[ http://issues.apache.org/jira/browse/NUTCH-109?page=all ]
Fuad Efendi updated NUTCH-109:
------------------------------
Summary: Nutch - Fetcher - Performance Test - new
Protocol-HTTPClient-Innovation (was: Nutch - Fetcher - HTTP - Performance
Testing & Tuning)
I performed performance tests, using default Apache HTTPD Web-Server
installation, with crawled 120,000 pages (I used Teleport Ultra to crawl HTML
pages from www.apache.org, I spent probably 10 hours)

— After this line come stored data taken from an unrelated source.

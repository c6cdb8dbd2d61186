//! Static instrument tables: index tickers, futures exchanges and display precision.

/// Tickers that are cash-settled indexes rather than stocks, with their listing exchange.
const INDEX_TICKERS: &[(&str, &str)] = &[
    ("SPX", "CBOE"),
    ("XSP", "CBOE"),
    ("NDX", "NASDAQ"),
    ("RUT", "RUSSELL"),
    ("VIX", "CBOE"),
    ("DJX", "CBOE"),
];

/// Futures root symbol to exchange.
const FUTURES_EXCHANGES: &[(&str, &str)] = &[
    ("ES", "CME"),
    ("MES", "CME"),
    ("NQ", "CME"),
    ("MNQ", "CME"),
    ("RTY", "CME"),
    ("M2K", "CME"),
    ("6A", "CME"),
    ("6B", "CME"),
    ("6C", "CME"),
    ("6E", "CME"),
    ("6J", "CME"),
    ("6S", "CME"),
    ("HE", "CME"),
    ("LE", "CME"),
    ("YM", "CBOT"),
    ("MYM", "CBOT"),
    ("ZB", "CBOT"),
    ("ZN", "CBOT"),
    ("ZF", "CBOT"),
    ("ZC", "CBOT"),
    ("ZS", "CBOT"),
    ("ZW", "CBOT"),
    ("CL", "NYMEX"),
    ("MCL", "NYMEX"),
    ("NG", "NYMEX"),
    ("GC", "COMEX"),
    ("MGC", "COMEX"),
    ("SI", "COMEX"),
    ("HG", "COMEX"),
    ("VX", "CFE"),
];

/// Display precision for underlyings quoted finer than cents.
const TICKER_DECIMALS: &[(&str, u32)] = &[
    ("/6A", 5),
    ("/6B", 4),
    ("/6C", 5),
    ("/6E", 5),
    ("/6J", 7),
    ("/6S", 5),
    ("/ZB", 3),
    ("/ZN", 3),
    ("/ZF", 4),
    ("/NG", 3),
    ("/HG", 4),
];

const DEFAULT_DECIMALS: u32 = 2;

/// `/ES` style journal symbols denote futures.
pub fn is_future_symbol(symbol: &str) -> bool {
    symbol.trim().starts_with('/')
}

/// Listing exchange when `symbol` is an index ticker.
pub fn index_exchange(symbol: &str) -> Option<&'static str> {
    let symbol = symbol.trim().to_ascii_uppercase();
    INDEX_TICKERS
        .iter()
        .find(|(s, _)| *s == symbol)
        .map(|(_, e)| *e)
}

/// Exchange for a futures root; accepts the symbol with or without the `/` marker.
pub fn futures_exchange(symbol: &str) -> Option<&'static str> {
    let root = normalize_symbol(symbol);
    FUTURES_EXCHANGES
        .iter()
        .find(|(s, _)| *s == root)
        .map(|(_, e)| *e)
}

pub fn ticker_decimals(symbol: &str) -> u32 {
    let symbol = symbol.trim().to_ascii_uppercase();
    TICKER_DECIMALS
        .iter()
        .find(|(s, _)| *s == symbol)
        .map(|(_, d)| *d)
        .unwrap_or(DEFAULT_DECIMALS)
}

/// Upper-case symbol with the futures `/` marker stripped.
///
/// Journal and broker spell the same underlying differently (`/ES` vs `ES`).
pub fn normalize_symbol(symbol: &str) -> String {
    symbol.trim().trim_start_matches('/').to_ascii_uppercase()
}

#[cfg(test)]
mod tests {
    use super::*;

    #[test]
    fn test_index_lookup() {
        assert_eq!(index_exchange("spx"), Some("CBOE"));
        assert_eq!(index_exchange("AAPL"), None);
    }

    #[test]
    fn test_futures_lookup_strips_marker() {
        assert!(is_future_symbol("/ES"));
        assert!(!is_future_symbol("ES"));
        assert_eq!(futures_exchange("/ES"), Some("CME"));
        assert_eq!(futures_exchange("cl"), Some("NYMEX"));
        assert_eq!(futures_exchange("/XYZ"), None);
    }

    #[test]
    fn test_decimals_default_and_override() {
        assert_eq!(ticker_decimals("AAPL"), 2);
        assert_eq!(ticker_decimals("/6E"), 5);
    }

    #[test]
    fn test_normalize_symbol() {
        assert_eq!(normalize_symbol(" /es "), "ES");
        assert_eq!(normalize_symbol("aapl"), "AAPL");
    }
}
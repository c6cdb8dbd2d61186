//! Reconciliation of journal open positions against the broker's position list.
//!
//! Purely informational: nothing here mutates a trade.

use crate::domain::instrument::normalize_symbol;
use crate::domain::{ContractId, Decimal, Leg, PutCall, Trade, UnderlyingKind};
use chrono::NaiveDate;
use serde::Serialize;
use std::collections::{BTreeMap, BTreeSet};
use tracing::{debug, info};

/// Comparable identity of a position on either side.
#[derive(Debug, Clone, PartialEq, Eq, PartialOrd, Ord, Hash, Serialize)]
#[serde(rename_all = "camelCase")]
pub struct PositionKey {
    pub ticker_symbol: String,
    pub underlying_kind: UnderlyingKind,
    pub expiry_date: Option<NaiveDate>,
    pub strike_price: String,
    pub put_call: Option<PutCall>,
}

impl PositionKey {
    /// Build a normalised key.
    ///
    /// Symbols lose case and the futures marker, strikes compare numerically,
    /// and fields that do not identify shares/futures positions are blanked.
    pub fn new(
        ticker_symbol: &str,
        underlying_kind: UnderlyingKind,
        expiry_date: Option<NaiveDate>,
        strike_price: &str,
        put_call: Option<PutCall>,
    ) -> Self {
        let strike_price = match Decimal::from_str_canonical(strike_price) {
            Ok(v) => v.to_canonical_string(),
            Err(_) => strike_price.trim().to_string(),
        };
        let mut key = Self {
            ticker_symbol: normalize_symbol(ticker_symbol),
            underlying_kind,
            expiry_date,
            strike_price,
            put_call,
        };
        match underlying_kind {
            UnderlyingKind::Options => {}
            UnderlyingKind::Futures => {
                key.strike_price.clear();
                key.put_call = None;
            }
            _ => {
                key.strike_price.clear();
                key.put_call = None;
                key.expiry_date = None;
            }
        }
        key
    }

    pub fn for_leg(trade: &Trade, leg: &Leg) -> Self {
        let expiry = match leg.underlying_kind {
            UnderlyingKind::Futures => leg.expiry_date.or(trade.future_expiry),
            _ => leg.expiry_date,
        };
        Self::new(
            &trade.ticker_symbol,
            leg.underlying_kind,
            expiry,
            &leg.strike_price,
            leg.put_call,
        )
    }
}

impl std::fmt::Display for PositionKey {
    fn fmt(&self, f: &mut std::fmt::Formatter<'_>) -> std::fmt::Result {
        write!(f, "{} {:?}", self.ticker_symbol, self.underlying_kind)?;
        if let Some(expiry) = self.expiry_date {
            write!(f, " {}", expiry.format("%Y-%m-%d"))?;
        }
        if !self.strike_price.is_empty() {
            write!(f, " {}", self.strike_price)?;
        }
        if let Some(pc) = self.put_call {
            write!(f, "{}", pc.as_str())?;
        }
        Ok(())
    }
}

/// One open journal leg reduced to its key and signed quantity.
#[derive(Debug, Clone, PartialEq, Eq, PartialOrd, Ord)]
pub struct LocalPosition {
    pub key: PositionKey,
    pub quantity: i64,
}

/// One position as reported by the broker.
#[derive(Debug, Clone, PartialEq, Eq)]
pub struct BrokerPosition {
    pub contract_id: Option<ContractId>,
    pub key: PositionKey,
    pub quantity: i64,
    pub average_cost: Decimal,
}

#[derive(Debug, Clone, Copy, PartialEq, Eq, Serialize)]
#[serde(rename_all = "camelCase")]
pub enum MatchStatus {
    Matched,
    LocalOnly,
    BrokerOnly,
}

#[derive(Debug, Clone, PartialEq, Eq, Serialize)]
#[serde(rename_all = "camelCase")]
pub struct ReconcileEntry {
    pub key: PositionKey,
    pub local_quantity: i64,
    pub broker_quantity: i64,
    pub status: MatchStatus,
}

#[derive(Debug, Clone, Default, PartialEq, Eq, Serialize)]
#[serde(rename_all = "camelCase")]
pub struct ReconcileReport {
    pub matched: Vec<ReconcileEntry>,
    pub local_only: Vec<ReconcileEntry>,
    pub broker_only: Vec<ReconcileEntry>,
}

impl ReconcileReport {
    pub fn is_clean(&self) -> bool {
        self.local_only.is_empty() && self.broker_only.is_empty()
    }
}

/// Snapshot every open leg of every open trade.
pub fn local_positions(trades: &[Trade]) -> Vec<LocalPosition> {
    trades
        .iter()
        .filter(|t| t.is_open)
        .flat_map(|trade| {
            trade
                .legs()
                .filter(|(_, leg)| leg.is_open())
                .map(move |(_, leg)| LocalPosition {
                    key: PositionKey::for_leg(trade, leg),
                    quantity: leg.open_quantity,
                })
        })
        .collect()
}

fn aggregate<'a>(items: impl Iterator<Item = (&'a PositionKey, i64)>) -> BTreeMap<PositionKey, i64> {
    let mut totals = BTreeMap::new();
    for (key, qty) in items {
        let total = totals.entry(key.clone()).or_insert(0i64);
        *total = total.saturating_add(qty);
    }
    totals
}

/// Compare aggregated local and broker quantities per key.
///
/// Output order is the key order, so identical inputs give identical reports.
pub fn reconcile(local: &[LocalPosition], broker: &[BrokerPosition]) -> ReconcileReport {
    let local_totals = aggregate(local.iter().map(|p| (&p.key, p.quantity)));
    let broker_totals = aggregate(broker.iter().map(|p| (&p.key, p.quantity)));

    let keys: BTreeSet<&PositionKey> = local_totals.keys().chain(broker_totals.keys()).collect();

    let mut report = ReconcileReport::default();
    for key in keys {
        let local_quantity = local_totals.get(key).copied().unwrap_or(0);
        let broker_quantity = broker_totals.get(key).copied().unwrap_or(0);
        let status = if local_quantity == broker_quantity {
            if local_quantity == 0 {
                continue;
            }
            MatchStatus::Matched
        } else if broker_quantity == 0 {
            MatchStatus::LocalOnly
        } else {
            MatchStatus::BrokerOnly
        };
        let entry = ReconcileEntry {
            key: key.clone(),
            local_quantity,
            broker_quantity,
            status,
        };
        match status {
            MatchStatus::Matched => report.matched.push(entry),
            MatchStatus::LocalOnly => report.local_only.push(entry),
            MatchStatus::BrokerOnly => report.broker_only.push(entry),
        }
    }
    report
}

/// Result of feeding the end-of-list signal to a [`Reconciler`].
#[derive(Debug, Clone, PartialEq, Eq)]
pub enum ReconcileOutcome {
    /// The list is still streaming in.
    Pending,
    /// Same report as the previous pass.
    Unchanged,
    Updated(ReconcileReport),
}

/// Buffers the broker's position stream and reconciles once the list is complete.
#[derive(Debug, Default)]
pub struct Reconciler {
    buffer: BTreeMap<BufferKey, BrokerPosition>,
    complete: bool,
    last_report: Option<ReconcileReport>,
}

#[derive(Debug, Clone, PartialEq, Eq, PartialOrd, Ord)]
enum BufferKey {
    Contract(ContractId),
    Key(PositionKey),
}

impl Reconciler {
    pub fn new() -> Self {
        Self::default()
    }

    /// Start a fresh position request; previously buffered positions are dropped.
    pub fn begin(&mut self) {
        self.buffer.clear();
        self.complete = false;
    }

    /// Buffer one position. A repeat for the same contract replaces the earlier one.
    pub fn on_position(&mut self, position: BrokerPosition) {
        let key = match position.contract_id {
            Some(id) => BufferKey::Contract(id),
            None => BufferKey::Key(position.key.clone()),
        };
        debug!(key = %position.key, quantity = position.quantity, "Broker position buffered");
        self.buffer.insert(key, position);
    }

    pub fn on_position_end(&mut self) {
        self.complete = true;
    }

    pub fn is_complete(&self) -> bool {
        self.complete
    }

    pub fn broker_positions(&self) -> Vec<BrokerPosition> {
        self.buffer.values().cloned().collect()
    }

    pub fn last_report(&self) -> Option<&ReconcileReport> {
        self.last_report.as_ref()
    }

    /// Compare the buffered broker list against `local`.
    ///
    /// Does nothing until the end-of-list signal arrived. A pass that yields the
    /// same report as the previous one leaves the stored report in place.
    pub fn run(&mut self, local: &[LocalPosition]) -> ReconcileOutcome {
        if !self.complete {
            return ReconcileOutcome::Pending;
        }
        let report = reconcile(local, &self.broker_positions());
        if self.last_report.as_ref() == Some(&report) {
            debug!("Reconciliation inputs unchanged");
            return ReconcileOutcome::Unchanged;
        }
        info!(
            matched = report.matched.len(),
            local_only = report.local_only.len(),
            broker_only = report.broker_only.len(),
            "Reconciliation complete"
        );
        self.last_report = Some(report.clone());
        ReconcileOutcome::Updated(report)
    }
}

#[cfg(test)]
mod tests {
    use super::*;
    use crate::domain::ymd;

    fn put_key(symbol: &str, strike: &str) -> PositionKey {
        PositionKey::new(
            symbol,
            UnderlyingKind::Options,
            ymd(2024, 3, 15),
            strike,
            Some(PutCall::Put),
        )
    }

    fn local(symbol: &str, strike: &str, qty: i64) -> LocalPosition {
        LocalPosition {
            key: put_key(symbol, strike),
            quantity: qty,
        }
    }

    fn broker(id: i64, symbol: &str, strike: &str, qty: i64) -> BrokerPosition {
        BrokerPosition {
            contract_id: Some(ContractId(id)),
            key: put_key(symbol, strike),
            quantity: qty,
            average_cost: Decimal::zero(),
        }
    }

    #[test]
    fn test_matching_positions() {
        let report = reconcile(&[local("AAPL", "150", -2)], &[broker(1, "AAPL", "150", -2)]);
        assert_eq!(report.matched.len(), 1);
        assert!(report.local_only.is_empty());
        assert!(report.broker_only.is_empty());
        assert!(report.is_clean());
    }

    #[test]
    fn test_quantity_mismatch_is_broker_only() {
        let report = reconcile(&[local("AAPL", "150", -2)], &[broker(1, "AAPL", "150", -1)]);
        assert!(report.matched.is_empty());
        assert_eq!(report.broker_only.len(), 1);
        assert_eq!(report.broker_only[0].local_quantity, -2);
        assert_eq!(report.broker_only[0].broker_quantity, -1);
    }

    #[test]
    fn test_local_only_and_broker_only() {
        let report = reconcile(&[local("AAPL", "150", -2)], &[broker(2, "MSFT", "300", 1)]);
        assert_eq!(report.local_only.len(), 1);
        assert_eq!(report.local_only[0].key.ticker_symbol, "AAPL");
        assert_eq!(report.broker_only.len(), 1);
        assert_eq!(report.broker_only[0].local_quantity, 0);
    }

    #[test]
    fn test_split_journal_legs_aggregate() {
        let report = reconcile(
            &[local("AAPL", "150", -1), local("AAPL", "150.00", -1)],
            &[broker(1, "aapl", "150", -2)],
        );
        assert_eq!(report.matched.len(), 1);
        assert_eq!(report.matched[0].local_quantity, -2);
    }

    #[test]
    fn test_zero_broker_position_against_no_local_is_ignored() {
        let report = reconcile(&[], &[broker(1, "AAPL", "150", 0)]);
        assert_eq!(report, ReconcileReport::default());
    }

    #[test]
    fn test_futures_and_shares_keys_normalised() {
        let fut_local = PositionKey::new("/ES", UnderlyingKind::Futures, ymd(2024, 3, 15), "", None);
        let fut_broker = PositionKey::new("ES", UnderlyingKind::Futures, ymd(2024, 3, 15), "0", None);
        assert_eq!(fut_local, fut_broker);

        let shares_a = PositionKey::new("msft", UnderlyingKind::Shares, ymd(2024, 1, 1), "", None);
        let shares_b = PositionKey::new("MSFT", UnderlyingKind::Shares, None, "", None);
        assert_eq!(shares_a, shares_b);
    }

    #[test]
    fn test_reconciler_waits_for_end_and_is_idempotent() {
        let locals = vec![local("AAPL", "150", -2)];
        let mut rec = Reconciler::new();
        rec.begin();
        rec.on_position(broker(1, "AAPL", "150", -2));
        assert_eq!(rec.run(&locals), ReconcileOutcome::Pending);

        rec.on_position_end();
        let first = match rec.run(&locals) {
            ReconcileOutcome::Updated(r) => r,
            other => panic!("expected Updated, got {:?}", other),
        };
        assert_eq!(first.matched.len(), 1);

        // Trickle-in repeat of the same contract leaves the inputs unchanged.
        rec.on_position(broker(1, "AAPL", "150", -2));
        assert_eq!(rec.run(&locals), ReconcileOutcome::Unchanged);
        assert_eq!(rec.last_report(), Some(&first));

        rec.on_position(broker(1, "AAPL", "150", -1));
        match rec.run(&locals) {
            ReconcileOutcome::Updated(r) => assert_eq!(r.broker_only.len(), 1),
            other => panic!("expected Updated, got {:?}", other),
        }
    }

    #[test]
    fn test_local_positions_skip_closed_trades_and_legs() {
        use crate::domain::{Action, Transaction};
        use crate::engine::position::refresh;

        let mut trade = Trade::new("AAPL", "", 0);
        trade
            .append_transaction(
                Transaction::new(
                    ymd(2024, 1, 2),
                    "strangle",
                    UnderlyingKind::Options,
                    1,
                    Decimal::zero(),
                    Decimal::from(100),
                    Decimal::zero(),
                    Decimal::from(300),
                )
                .with_legs([
                    Leg::opening(-2, ymd(2024, 3, 15), "150", Some(PutCall::Put), Action::SellToOpen, UnderlyingKind::Options),
                    Leg::opening(-2, ymd(2024, 3, 15), "200", Some(PutCall::Call), Action::SellToOpen, UnderlyingKind::Options),
                ]),
            )
            .unwrap();
        trade.transactions[0].legs[1].open_quantity = 0;
        refresh(&mut trade);

        let mut closed = Trade::new("MSFT", "", 0);
        closed.is_open = false;

        let positions = local_positions(&[trade, closed]);
        assert_eq!(positions, vec![local("AAPL", "150", -2)]);
    }
}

Everything run in a separate LAN, Windows XP (Client with Nutch 0.7.1), and
Suse Linux 9.3 (Server with Apache)
I measured crawl for 21,000 pages (Depth=6, Threads=20) (it seems to take few
days to crawl all 120,000 pages):
Protocol-HTTPClient-Innovation:
1,321,470 milliseconds
Protocol-HTTP:
26,946,076 milliseconds
Protocol-HttpClient:
27,062,854 milliseconds
P.S.
Please note, Protocol-HTTPClient-Innovation plugin is only basic version,
v.0.1.0,
HttpFactory is growing and contains cache (3 TCP connections per Host)
http://www.innovation.ch/java/HTTPClient/ is very old but _production_ level...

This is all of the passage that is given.